━━━━━ DATA FOR PROCESSING ━━━━━

use std::time::Duration;

/// Why a probe could not measure the target. Never surfaced to callers.
#[derive(Debug, thiserror::Error)]
#[error("size probe failed: {0}")]
pub struct ProbeFailure(#[from] reqwest::Error);

/// One-shot GET used to guess whether a site is cheap enough to process inline.
#[derive(Debug, Clone)]
pub struct SizeProbe {
    client: reqwest::Client,
    threshold: u64,
}

impl SizeProbe {
    /// `read_timeout` bounds the transfer after the connection is up, so the
    /// whole probe takes at most `connect_timeout + read_timeout`.
    pub fn new(
        connect_timeout: Duration,
        read_timeout: Duration,
        threshold: u64,
    ) -> Result<Self, reqwest::Error> {
        let client = reqwest::Client::builder()
            .connect_timeout(connect_timeout)
            .timeout(connect_timeout + read_timeout)
            .build()?;
        Ok(Self { client, threshold })
    }

    /// Body length of a single GET to `url`. Not retried.
    pub async fn measure(&self, url: &str) -> Result<u64, ProbeFailure> {
        let response = self.client.get(url).send().await?.error_for_status()?;
        Ok(response.bytes().await?.len() as u64)
    }

    /// Strictly below the threshold counts as small. Any failure counts as
    /// not small.
    pub async fn is_small(&self, url: &str) -> bool {
        match self.measure(url).await {
            Ok(bytes) => {
                let small = bytes < self.threshold;
                tracing::debug!(%url, bytes, threshold = self.threshold, small, "probed site size");
                small
            }
            Err(err) => {
                tracing::info!(%url, error = %err, "probe failed, treating site as large");
                false
            }
        }
    }
}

━━━━━

• ACTIVITY:
From the first line of the material above down to the line with "pub struct ProbeFailure(#[from]", output each line exactly; include both of those lines and add no others.

• ANSWER BOX:
use std::time::Duration;

/// Why a probe could not measure the target. Never surfaced to callers.
#[derive(Debug, thiserror::Error)]
#[error("size probe failed: {0}")]
pub struct ProbeFailure(#[from] reqwest::Error);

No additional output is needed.